Work to complete: What appears in the data must be reproduced exactly.

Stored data
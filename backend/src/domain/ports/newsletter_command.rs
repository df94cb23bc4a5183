//! Driving port for newsletter use-cases.
//!
//! Inbound adapters call this port to act on newsletter channels without
//! knowing which WhatsApp client backs the session.

use async_trait::async_trait;

use crate::domain::{UnfollowNewsletterError, UnfollowRequest};

/// Domain use-case port for newsletter subscriptions.
#[cfg_attr(test, mockall::automock)]
#[async_trait]
pub trait NewsletterCommand: Send + Sync {
    /// Stop following the newsletter named in `request`.
    async fn unfollow(&self, request: UnfollowRequest) -> Result<(), UnfollowNewsletterError>;
}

Exercise solution:
filename backend/src/domain/ports/newsletter_command.rs
repository df94cb23bc4a5183
//! Driving port for newsletter use-cases.
//!
//! Inbound adapters call this port to act on newsletter channels without
//! knowing which WhatsApp client backs the session.

use async_trait::async_trait;

use crate::domain::{UnfollowNewsletterError, UnfollowRequest};

/// Domain use-case port for newsletter subscriptions.
#[cfg_attr(test, mockall::automock)]
#[async_trait]
pub trait NewsletterCommand: Send + Sync {
    /// Stop following the newsletter named in `request`.
    async fn unfollow(&self, request: UnfollowRequest) -> Result<(), UnfollowNewsletterError>;
}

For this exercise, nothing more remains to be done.